Colette Fu is an American photographer, book artist and paper engineer known for creating pop-up books, especially on a large scale, from her photographs.

==Early life and education==
Fu, born in Princeton, New Jersey, is the daughter of mainland Chinese immigrants. After graduating from the University of Virginia, Fu traveled to China with a student tour and shortly returned for three years to teach English and, later, to study Mandarin and art in Yunnan Province. Fu traveled throughout Yunnan, where her mother, member of the Nuosu Yi community, was born, photographing various people in ethnic dress.
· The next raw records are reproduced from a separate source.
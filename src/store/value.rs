use chrono::{NaiveDate, NaiveDateTime};
use std::fmt;

#[derive(Debug, Clone, Copy, PartialEq, Eq)]
pub enum DataType {
    Boolean,
    Integer,
    Float,
    Text,
    Date,
    Timestamp,
    Unknown,
}

impl DataType {
    pub fn is_numeric(self) -> bool {
        matches!(self, DataType::Integer | DataType::Float)
    }

    pub fn from_decl(decl: &str) -> Self {
        let decl = decl.to_ascii_uppercase();
        if decl.is_empty() {
            return DataType::Unknown;
        }
        if decl == "DATE" {
            return DataType::Date;
        }
        if decl.contains("TIMESTAMP") || decl == "DATETIME" {
            return DataType::Timestamp;
        }
        if decl.starts_with("BOOL") {
            return DataType::Boolean;
        }
        if decl.contains("INT") {
            return DataType::Integer;
        }
        if decl.contains("CHAR") || decl.contains("CLOB") || decl.contains("TEXT") {
            return DataType::Text;
        }
        if decl.contains("REAL")
            || decl.contains("FLOA")
            || decl.contains("DOUB")
            || decl.contains("NUMERIC")
            || decl.contains("DECIMAL")
        {
            return DataType::Float;
        }
        DataType::Unknown
    }
}

impl fmt::Display for DataType {
    fn fmt(&self, f: &mut fmt::Formatter<'_>) -> fmt::Result {
        let name = match self {
            DataType::Boolean => "boolean",
            DataType::Integer => "integer",
            DataType::Float => "float",
            DataType::Text => "text",
            DataType::Date => "date",
            DataType::Timestamp => "timestamp",
            DataType::Unknown => "unknown",
        };
        write!(f, "{}", name)
    }
}

#[derive(Debug, Clone, PartialEq)]
pub enum Value {
    Null,
    Bool(bool),
    Int(i64),
    Float(f64),
    Text(String),
    Date(NaiveDate),
    Timestamp(NaiveDateTime),
}

impl Value {
    pub fn is_null(&self) -> bool {
        matches!(self, Value::Null)
    }

    pub fn as_f64(&self) -> Option<f64> {
        match self {
            Value::Int(i) => Some(*i as f64),
            Value::Float(f) => Some(*f),
            _ => None,
        }
    }

    pub fn data_type(&self) -> Option<DataType> {
        match self {
            Value::Null => None,
            Value::Bool(_) => Some(DataType::Boolean),
            Value::Int(_) => Some(DataType::Integer),
            Value::Float(_) => Some(DataType::Float),
            Value::Text(_) => Some(DataType::Text),
            Value::Date(_) => Some(DataType::Date),
            Value::Timestamp(_) => Some(DataType::Timestamp),
        }
    }
}

impl fmt::Display for Value {
    fn fmt(&self, f: &mut fmt::Formatter<'_>) -> fmt::Result {
        match self {
            Value::Null => write!(f, "NULL"),
            Value::Bool(b) => write!(f, "{}", b),
            Value::Int(i) => write!(f, "{}", i),
            Value::Float(v) => write!(f, "{}", v),
            Value::Text(s) => write!(f, "{}", s),
            Value::Date(d) => write!(f, "{}", d.format("%Y-%m-%d")),
            Value::Timestamp(ts) => write!(f, "{}", ts.format("%Y-%m-%d %H:%M:%S")),
        }
    }
}

#[derive(Debug, Clone, PartialEq)]
pub enum Param {
    Int(i64),
    Float(f64),
    Text(String),
    Date(NaiveDate),
}

impl From<NaiveDate> for Param {
    fn from(d: NaiveDate) -> Self {
        Param::Date(d)
    }
}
After returning to the United States, Fu studied photography at Virginia Commonwealth University and Rochester Institute of Technology, where she began collaging images into detailed hyperreal fantasy scenarios.

== Career ==
She teaches pop-up courses and community workshops at art centers, universities and institutions internationally. Her large-scale, three-dimensional pop-up books feature photographic images which extend towards the viewer for many layers. During an artist residency in Shanghai, Fu designed China's largest pop-up book.

Pop-up and flap books originally illustrated sociological ideas and scientific principles; she constructs her own books on how our selves relate to society today. In 2008, Fu was awarded a Fulbright Fellowship to create a pop-up book of the 25 ethnic minority groups residing in Yunnan Province, China, from where the artist's mother's family descends. 25 of 55 minority tribes of China reside in Yunnan and comprise less than 9% of the nation's population, with the Han representing the majority. She uses her artistic skills to spread knowledge and provide a brief portrait of their existence.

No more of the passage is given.